The downward trend in emissions intensity from Canada's oilsands continues, according to a new report by S&P Global Energy. The analysis shows that greenhouse gas emissions per barrel of oil produced have fallen by 30% since 2012, reflecting ongoing improvements in technology and operational efficiency.
Key Findings from S&P Global Report
The report highlights that emissions intensity—the amount of CO2 emitted per barrel of crude—has decreased consistently over the past decade. In 2025, the average intensity was 65 kilograms of CO2 per barrel, down from 93 kg in 2012. This decline is attributed to advancements in solvent-assisted extraction, cogeneration of heat and power, and reduced flaring.

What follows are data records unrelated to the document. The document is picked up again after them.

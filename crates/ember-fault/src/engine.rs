//! # Fault Decode & Report Engine
//!
//! Turns a raw interrupt status word into a structured fault report:
//! descriptor lookup through the generation backend, register extraction
//! as the descriptor's capability flags allow, client resolution with
//! sentinel fallback, then throttled rendering.
//!
//! Statistics update on every decode; rendering is gated first by the
//! per-signature throttle and then by the silenced flag. That ordering
//! is part of the contract, not an optimization.

use ember_core::{ClientTable, FaultAddr, FaultDescriptor, FaultFlags, SourceChannel};
use ember_hal::{regs, ChipOps, FaultReport, McRegisters, READ_FAILED};

use crate::arb::ArbTracker;
use crate::stats::ClientStats;
use crate::throttle::ThrottleState;
use crate::MonitorConfig;

// =============================================================================
// DECODE ENGINE
// =============================================================================

/// Chip-agnostic decode pipeline and the state it maintains
pub struct DecodeEngine<'a> {
    chip: &'a dyn ChipOps,
    mc_regs: &'a dyn McRegisters,
    clients: &'a ClientTable,
    config: MonitorConfig,
    throttle: ThrottleState,
    stats: ClientStats,
    arb: ArbTracker,
}

impl<'a> DecodeEngine<'a> {
    /// Create an engine over a generation backend
    ///
    /// Throttle and statistics slots are sized from the backend's tables,
    /// each with one extra slot for the unknown sentinel.
    pub fn new(
        chip: &'a dyn ChipOps,
        mc_regs: &'a dyn McRegisters,
        clients: &'a ClientTable,
        config: MonitorConfig,
    ) -> Self {
        Self {
            chip,
            mc_regs,
            clients,
            throttle: ThrottleState::new(chip.faults().len() + 1, config.max_prints),
            stats: ClientStats::new(clients.len() + 1),
            arb: ArbTracker::new(),
            config,
        }
    }

    /// The active generation backend
    pub fn chip(&self) -> &'a dyn ChipOps {
        self.chip
    }

    /// The client table installed at registration
    pub fn clients(&self) -> &'a ClientTable {
        self.clients
    }

    /// Throttle and silenced state
    pub fn throttle(&self) -> &ThrottleState {
        &self.throttle
    }

    /// Per-client cumulative fault counters
    pub fn stats(&self) -> &ClientStats {
        &self.stats
    }

    /// Arbitration interval tracker
    pub fn arb(&self) -> &ArbTracker {
        &self.arb
    }

    /// Decode one interrupt status word
    ///
    /// Runs in deferred interrupt context: bounded work, no blocking
    /// beyond the arbitration tracker's short lock.
    pub fn decode(&self, channel: SourceChannel, int_status: u32, now_ns: u64) {
        match self.chip.lookup_fault(int_status) {
            Some(m) => self.decode_known(channel, m.slot, m.desc, now_ns),
            None => self.decode_unknown(channel, int_status),
        }
    }

    fn decode_known(
        &self,
        channel: SourceChannel,
        slot: usize,
        desc: &FaultDescriptor,
        now_ns: u64,
    ) {
        if self.config.arb_sig != 0 && desc.sig & self.config.arb_sig == self.config.arb_sig {
            self.arb.record(now_ns);
        }

        let (report, client_slot) = self.extract(channel, desc);

        // Statistics first, unconditionally; then the throttle counter,
        // which also advances unconditionally; render only if the
        // pre-increment count was under the cap and output is not
        // silenced.
        self.stats.record(client_slot);
        let may_render = self.throttle.note(slot);
        if may_render && !self.throttle.silenced() {
            self.chip.render_report(&report);
        }
    }

    fn decode_unknown(&self, channel: SourceChannel, int_status: u32) {
        self.stats.record(self.clients.unknown_slot());
        let may_render = self.throttle.note(self.chip.faults().unknown_slot());
        if may_render && !self.throttle.silenced() {
            self.chip.render_unknown(channel, int_status);
        }
    }

    /// Read and decode the fault registers a descriptor points at
    fn extract<'d>(
        &self,
        channel: SourceChannel,
        desc: &'d FaultDescriptor,
    ) -> (FaultReport<'d>, usize) {
        if desc.flags.contains(FaultFlags::NO_STATUS) {
            return (
                FaultReport {
                    desc,
                    client: ClientTable::unknown(),
                    channel,
                    status: None,
                    second_status: None,
                    addr: None,
                    secure: false,
                    write: false,
                    smmu_context: None,
                },
                self.clients.unknown_slot(),
            );
        }

        let status = self.mc_regs.read(desc.stat_reg);
        if status == READ_FAILED {
            // Nothing in the word is trustworthy; report the failed read
            // itself rather than fields decoded from all-ones.
            return (
                FaultReport {
                    desc,
                    client: ClientTable::unknown(),
                    channel,
                    status: Some(status),
                    second_status: None,
                    addr: None,
                    secure: false,
                    write: false,
                    smmu_context: None,
                },
                self.clients.unknown_slot(),
            );
        }

        let (second_status, addr) = if desc.flags.contains(FaultFlags::TWO_STATUS) {
            (Some(self.mc_regs.read(desc.addr_reg)), None)
        } else {
            let lo = self.mc_regs.read(desc.addr_reg) as u64;
            (
                None,
                Some(FaultAddr::new(lo | regs::address_extension(status))),
            )
        };

        let smmu_context = if desc.flags.contains(FaultFlags::SMMU_INFO) {
            Some(regs::smmu_context(status))
        } else {
            None
        };

        let resolved = self.clients.resolve(regs::client_id(status));
        (
            FaultReport {
                desc,
                client: resolved.desc,
                channel,
                status: Some(status),
                second_status,
                addr,
                secure: regs::is_secure(status),
                write: regs::is_write(status),
                smmu_context,
            },
            resolved.slot,
        )
    }
}

impl core::fmt::Debug for DecodeEngine<'_> {
    fn fmt(&self, f: &mut core::fmt::Formatter<'_>) -> core::fmt::Result {
        f.debug_struct("DecodeEngine")
            .field("throttle", &self.throttle)
            .field("stats", &self.stats)
            .field("arb", &self.arb)
            .finish()
    }
}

“The oilsands industry has made significant strides in lowering its carbon footprint per unit of output,” said Kevin Birn, chief analyst at S&P Global Commodity Insights. “These improvements are a result of both regulatory pressure and voluntary investments in cleaner technologies.”
Industry-Wide Adoption of Cleaner Methods
Major producers like Suncor Energy, Canadian Natural Resources, and Cenovus Energy have implemented measures such as using solvents to reduce steam consumption in thermal operations and upgrading cogeneration facilities. In-situ operations, which account for about 60% of oilsands production, saw a 35% drop in intensity since 2012.
Mining operations, including Suncor's base plant near Fort McMurray, have also reduced emissions by 20% over the same period through better energy management and equipment upgrades. The report notes that overall absolute emissions from the oilsands have remained relatively flat despite a 40% increase in production since 2012, underscoring the intensity improvements.
Global Context and Future Outlook
Canada's oilsands remain among the most carbon-intensive crude sources globally, but the rate of improvement is outpacing many other heavy oil producers. S&P Global projects that emissions intensity could fall another 15-20% by 2030 if current trends continue and new technologies like carbon capture and storage are deployed at scale.
The report comes as the federal government pushes for a net-zero emissions target by 2050, with oilsands companies aiming for net-zero operations by 2050 through a $16.5 billion carbon capture network. Environmental groups acknowledge the intensity reduction but stress that absolute emissions must decline to meet climate goals.